> [Exercise details]: Among the entries below, take the line with "the decoding core." and the line with "use crate::registry::Capability;", and output them and every line between them exactly, with nothing else.
[Data excerpts — start]
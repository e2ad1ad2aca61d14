// Error types shared by the decoding core.
//
// File-format errors live next to their readers (`packet_logger`, `hiding`).

use thiserror::Error;

use crate::enumerator::DecodedPacket;
use crate::registry::Capability;

/// Failure to resolve a metaclass by name.
#[derive(Debug, Clone, PartialEq, Eq, Error)]
pub enum RegistryError {
    #[error("no metaclass registered under '{0}'")]
    UnknownName(String),
    #[error("metaclass '{name}' is a {found}, expected {expected}")]
    CapabilityMismatch {
        name: String,
        expected: Capability,
        found: &'static str,
    },
}

/// Failure to read a single field from a packet body.
#[derive(Debug, Clone, PartialEq, Eq, Error)]
pub enum DecodeError {
    #[error("buffer underflow: needed {needed} bytes, {available} available")]
    Underflow { needed: usize, available: usize },
    #[error("loop count field '{alias}' is missing or negative")]
    LoopCount { alias: String },
}

/// A mandatory field could not be decoded; the rest of the packet was abandoned.
#[derive(Debug, Error)]
#[error("field '{field}' at offset {offset}: {source} ({unconsumed} bytes unconsumed)")]
pub struct EnumerateError {
    pub field: String,
    pub offset: usize,
    /// Bytes left in the buffer at the point of failure.
    pub unconsumed: usize,
    #[source]
    pub source: DecodeError,
    /// Everything decoded before the failing field.
    pub partial: DecodedPacket,
}

/// Recoverable failure of a modifier, interpreter or translator.
#[derive(Debug, Clone, PartialEq, Error)]
pub enum InterpretError {
    #[error("{interpreter} cannot interpret a {kind} value")]
    UnsupportedValue {
        interpreter: &'static str,
        kind: &'static str,
    },
    #[error("value {0} is out of range")]
    OutOfRange(i64),
    #[error("value {0} is not a finite number")]
    NotFinite(f64),
    #[error("sibling field '{0}' has not been decoded")]
    MissingSibling(String),
    #[error("no entity context is attached")]
    NoEntityContext,
    #[error("unknown entity {0}")]
    UnknownEntity(u32),
    #[error(transparent)]
    Registry(#[from] RegistryError),
}

/// A second terminal decision was attempted on an intercepted packet.
#[derive(Debug, Clone, Copy, PartialEq, Eq, Error)]
#[error("packet already marked as {0}")]
pub struct DecisionError(pub &'static str);
use std::net::SocketAddr;
use std::sync::Arc;
use std::time::Duration;

use anyhow::Context;
use bytes::Bytes;
use opcode_relay::cipher::CipherState;
use opcode_relay::config::RelayConfig;
use opcode_relay::interception::Forward;
use opcode_relay::packet_logger::PacketLog;
use opcode_relay::replay::LogReplay;
use opcode_relay::session::{RelayServices, RelaySession};
use opcode_relay::{EndpointType, Injection, InterceptContext, Packet, PacketInterceptor};

const DEFINITIONS: &str = r#"
client:
  - name: Say
    prefix: "49"
    script:
      - node: field
        alias: text
        kind: { type: text, encoding: utf16_le, length: nul_terminated }
server:
  - name: KeyPacket
    prefix: "2E"
    script:
      - node: field
        alias: ok
        kind: { type: integer, width: w8 }
      - node: field
        alias: key
        kind: { type: bytes, length: { fixed: 8 } }
  - name: CharInfo
    prefix: "31"
    script:
      - node: field
        alias: object_id
        kind: { type: integer, width: w32, signed: true }
      - node: field
        alias: name
        kind: { type: text, encoding: utf16_le, length: nul_terminated }
"#;

const SEED: [u8; 8] = [0x11, 0x22, 0x33, 0x44, 0x55, 0x66, 0x77, 0x88];

fn utf16z(text: &str) -> Vec<u8> {
    let mut out: Vec<u8> = text.encode_utf16().flat_map(u16::to_le_bytes).collect();
    out.extend_from_slice(&[0, 0]);
    out
}

fn say(text: &str) -> Vec<u8> {
    let mut body = vec![0x49];
    body.extend(utf16z(text));
    body
}

/// Greets every character that appears and silences one phrase.
struct Greeter;

impl PacketInterceptor for Greeter {
    fn intercept(&self, packet: &mut Packet, ctx: &InterceptContext<'_>) -> anyhow::Result<()> {
        match ctx.template.name() {
            "CharInfo" => {
                let name = ctx.decoded.text("name").context("character without a name")?;
                packet.inject_after(Injection::new(EndpointType::Client, say(&format!("hi {}", name))));
            }
            "Say" if ctx.decoded.text("text") == Some("drop me") => packet.drop_packet()?,
            _ => {}
        }
        Ok(())
    }
}

fn addr(port: u16) -> SocketAddr {
    SocketAddr::from(([127, 0, 0, 1], port))
}

#[test]
fn test_session_ciphers_intercepts_logs_and_replays() {
    let dir = tempfile::tempdir().unwrap();
    let definitions = dir.path().join("definitions.yml");
    std::fs::write(&definitions, DEFINITIONS).unwrap();

    let config = RelayConfig {
        definitions: Some(definitions),
        log_dir: dir.path().join("logs"),
        ..RelayConfig::default()
    };
    let mut services = RelayServices::new(config).unwrap();
    services.add_interceptor(Arc::new(Greeter));
    let mut session = RelaySession::new(&services, addr(40000), addr(7777)).unwrap();

    // The key packet itself travels in the clear.
    let mut key_packet = vec![0x2e, 0x01];
    key_packet.extend_from_slice(&SEED);
    let forwards = session.process(EndpointType::Server, Bytes::from(key_packet.clone()));
    assert_eq!(
        forwards,
        vec![Forward { to: EndpointType::Client, bytes: Bytes::from(key_packet.clone()) }]
    );
    assert!(session.pipeline_mut().cipher_enabled());

    let mut server_out = CipherState::from_seed(&SEED);
    let mut server_in = CipherState::from_seed(&SEED);
    let mut client_out = CipherState::from_seed(&SEED);

    let mut char_info = vec![0x31, 0x2a, 0, 0, 0];
    char_info.extend(utf16z("Owl"));
    let mut wire = char_info.clone();
    server_out.encipher(&mut wire);
    let forwards = session.process(EndpointType::Server, Bytes::from(wire.clone()));
    assert_eq!(forwards.len(), 2);
    // Unmodified traffic is re-enciphered to the same bytes.
    assert_eq!(forwards[0], Forward { to: EndpointType::Client, bytes: Bytes::from(wire) });
    assert_eq!(forwards[1].to, EndpointType::Server);
    let mut injected = forwards[1].bytes.to_vec();
    server_in.decipher(&mut injected);
    assert_eq!(injected, say("hi Owl"));

    let entity = session.pipeline_mut().entities().unwrap().get(42).unwrap();
    assert_eq!(entity.state().name.as_deref(), Some("Owl"));
    assert_eq!(entity.state().kind.as_deref(), Some("CharInfo"));

    let mut silenced = say("drop me");
    client_out.encipher(&mut silenced);
    assert!(session.process(EndpointType::Client, Bytes::from(silenced)).is_empty());

    let path = session.finish().unwrap().unwrap();
    assert!(services.entities.queue().flush(Duration::from_secs(2)));
    assert_eq!(services.entities.teardowns(), 1);

    let log = PacketLog::open(&path).unwrap();
    assert!(log.is_complete());
    assert_eq!(log.footer.as_ref().unwrap().packet_count, 4);
    let kinds: Vec<_> = log
        .entries
        .iter()
        .map(|e| (e.endpoint, e.received.is_some(), e.sent.is_some()))
        .collect();
    assert_eq!(
        kinds,
        vec![
            (EndpointType::Server, true, true),
            (EndpointType::Server, true, true),
            (EndpointType::Client, false, true),
            (EndpointType::Client, true, false),
        ]
    );
    // Logged bytes are deciphered.
    assert_eq!(log.entries[1].data(), char_info.as_slice());
    assert_eq!(log.entries[3].data(), say("drop me").as_slice());

    let resolvers = services.catalog.resolvers(log.header.protocol_version).unwrap();
    let replayed: Vec<_> = LogReplay::new(&log, resolvers, Arc::clone(&services.registry), &services.entities)
        .map(|p| {
            let name = p.template.map(|t| t.name().to_string());
            let decoded = p.decoded.map(|d| d.unwrap().to_json());
            (name, decoded)
        })
        .collect();
    assert_eq!(replayed.len(), 4);
    assert_eq!(replayed[1].1.as_ref().unwrap()["name"], "Owl");
    assert_eq!(replayed[2].0.as_deref(), Some("Say"));
    assert_eq!(replayed[2].1.as_ref().unwrap()["text"], "hi Owl");
}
[Data excerpts — finish]
> [Your solution]:
// Error types shared by the decoding core.
//
// File-format errors live next to their readers (`packet_logger`, `hiding`).

use thiserror::Error;

use crate::enumerator::DecodedPacket;
use crate::registry::Capability;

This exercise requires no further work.